Estaba empezando, a mi pesar, a irritarme con el barón, aquel tarugo lánguido vestido de púrpura que tenía delante. Temí que mi ira se reflejara en mis ojos, y aparté la vista; entonces vi a Tuck parado junto a la pared de la sala. A uno y otro lado, mirándome, estaban los dos mastines gigantes llamados
Gog
y
Magog
por su terrible capacidad destructora en batalla. Una de las dos bestias bostezó, sus enormes mandíbulas se abrieron y mostraron toda su dentadura aguda como puntas de lanza.

Y mi rabia disminuyó un poco. Incluso a los perros aburre este idiota pomposo, pensé, y sonreí para mis adentros.

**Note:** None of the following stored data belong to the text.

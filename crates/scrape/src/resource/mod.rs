// ABOUTME: Resource handling module for the plain HTTP fetch of statement pages.
// ABOUTME: Handles request timeouts, status checks, content-length limits, and charset decoding.

use std::collections::HashMap;
use std::time::Duration;

use bytes::Bytes;
use tracing::debug;

use crate::error::ScrapeError;

/// Maximum allowed content length (10 MB).
pub const MAX_CONTENT_LENGTH: usize = 10 * 1024 * 1024;

/// Options for fetching a resource.
#[derive(Debug, Clone)]
pub struct FetchOptions {
    pub headers: HashMap<String, String>,
    pub timeout: Duration,
}

impl Default for FetchOptions {
    fn default() -> Self {
        Self {
            headers: HashMap::new(),
            timeout: Duration::from_secs(30),
        }
    }
}

/// Result of a successful fetch operation.
#[derive(Debug, Clone)]
pub struct FetchResult {
    pub status: u16,
    pub url: String,
    pub final_url: String,
    pub content_type: Option<String>,
    pub body: Bytes,
}

impl FetchResult {
    /// Decode the body as UTF-8 text, using charset hints from content-type header.
    pub fn text_utf8(&self, content_type_hint: Option<&str>) -> String {
        let ct = content_type_hint.or(self.content_type.as_deref());
        decode_body(&self.body, ct)
    }
}

/// Decode body bytes to a String using charset from content-type header or detection.
fn decode_body(body: &[u8], content_type: Option<&str>) -> String {
    if let Some(ct) = content_type {
        if let Some(charset) = extract_charset(ct) {
            if let Some(encoding) = encoding_rs::Encoding::for_label(charset.as_bytes()) {
                let (decoded, _, _) = encoding.decode(body);
                return decoded.into_owned();
            }
        }
    }

    let mut detector = chardetng::EncodingDetector::new();
    detector.feed(body, true);
    let encoding = detector.guess(None, true);
    let (decoded, _, _) = encoding.decode(body);
    decoded.into_owned()
}

/// Extract charset value from Content-Type header.
fn extract_charset(content_type: &str) -> Option<String> {
    let lower = content_type.to_lowercase();
    for part in lower.split(';') {
        let trimmed = part.trim();
        if let Some(charset) = trimmed.strip_prefix("charset=") {
            let charset = charset.trim_matches('"').trim_matches('\'');
            return Some(charset.to_string());
        }
    }
    None
}

/// Validate that the locator is an absolute http(s) URL.
pub fn validate_url(url: &str, op: &str) -> Result<url::Url, ScrapeError> {
    if url.is_empty() {
        return Err(ScrapeError::invalid_url(url, op, None));
    }

    let parsed = url::Url::parse(url).map_err(|e| {
        ScrapeError::invalid_url(url, op, Some(anyhow::anyhow!("invalid URL: {}", e)))
    })?;

    match parsed.scheme() {
        "http" | "https" => Ok(parsed),
        _ => Err(ScrapeError::invalid_url(
            url,
            op,
            Some(anyhow::anyhow!("scheme must be http or https")),
        )),
    }
}

/// Fetch a resource from the given URL.
///
/// Any status other than 200 is an error.
pub async fn fetch(
    client: &reqwest::Client,
    url: &str,
    opts: &FetchOptions,
) -> Result<FetchResult, ScrapeError> {
    validate_url(url, "Fetch")?;

    let mut request = client.get(url).timeout(opts.timeout);
    for (key, value) in &opts.headers {
        request = request.header(key, value);
    }

    let response = request.send().await.map_err(|e| {
        if e.is_timeout() {
            ScrapeError::timeout(url, "Fetch", Some(anyhow::anyhow!("request timed out: {}", e)))
        } else {
            ScrapeError::fetch(url, "Fetch", Some(anyhow::anyhow!("request failed: {}", e)))
        }
    })?;

    let content_length = response.content_length().or_else(|| {
        response
            .headers()
            .get("content-length")
            .and_then(|v| v.to_str().ok())
            .and_then(|s| s.parse::<u64>().ok())
    });

    if let Some(len) = content_length {
        if len as usize > MAX_CONTENT_LENGTH {
            return Err(ScrapeError::fetch(
                url,
                "Fetch",
                Some(anyhow::anyhow!("content too large")),
            ));
        }
    }

    let status = response.status().as_u16();
    let final_url = response.url().to_string();
    let content_type = response
        .headers()
        .get("content-type")
        .and_then(|v| v.to_str().ok())
        .map(|s| s.to_lowercase());

    if status != 200 {
        return Err(ScrapeError::status(url, "Fetch", status));
    }

    let body = response.bytes().await.map_err(|e| {
        if e.is_timeout() {
            ScrapeError::timeout(url, "Fetch", Some(anyhow::anyhow!("body read timed out: {}", e)))
        } else {
            ScrapeError::fetch(
                url,
                "Fetch",
                Some(anyhow::anyhow!("failed to read body: {}", e)),
            )
        }
    })?;

    if body.len() > MAX_CONTENT_LENGTH {
        return Err(ScrapeError::fetch(
            url,
            "Fetch",
            Some(anyhow::anyhow!("content too large")),
        ));
    }

    debug!(url, status, bytes = body.len(), %final_url, "fetched resource");

    Ok(FetchResult {
        status,
        url: url.to_string(),
        final_url,
        content_type,
        body,
    })
}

—… Trucos y planes, planes y trucos, es todo lo que sabe hacer mi hermano pequeño desde que era un crío. Si yo tuviera un chelín por cada vez…

Le interrumpí en ese momento.

—Milord —le dije, en un tono que intentó ser humilde y erró en una buena milla inglesa de distancia—, el conde de Locksley os pide que cuando ataque el campamento esta noche hagáis una salida con toda la fuerza a vuestro mando y le ayudéis a barrer a los enemigos que nos rodean. Confía en que acudiréis en su ayuda una vez más, en este apuro. Vuestra ayuda es vital para el éxito de sus planes cuidadosamente trazados.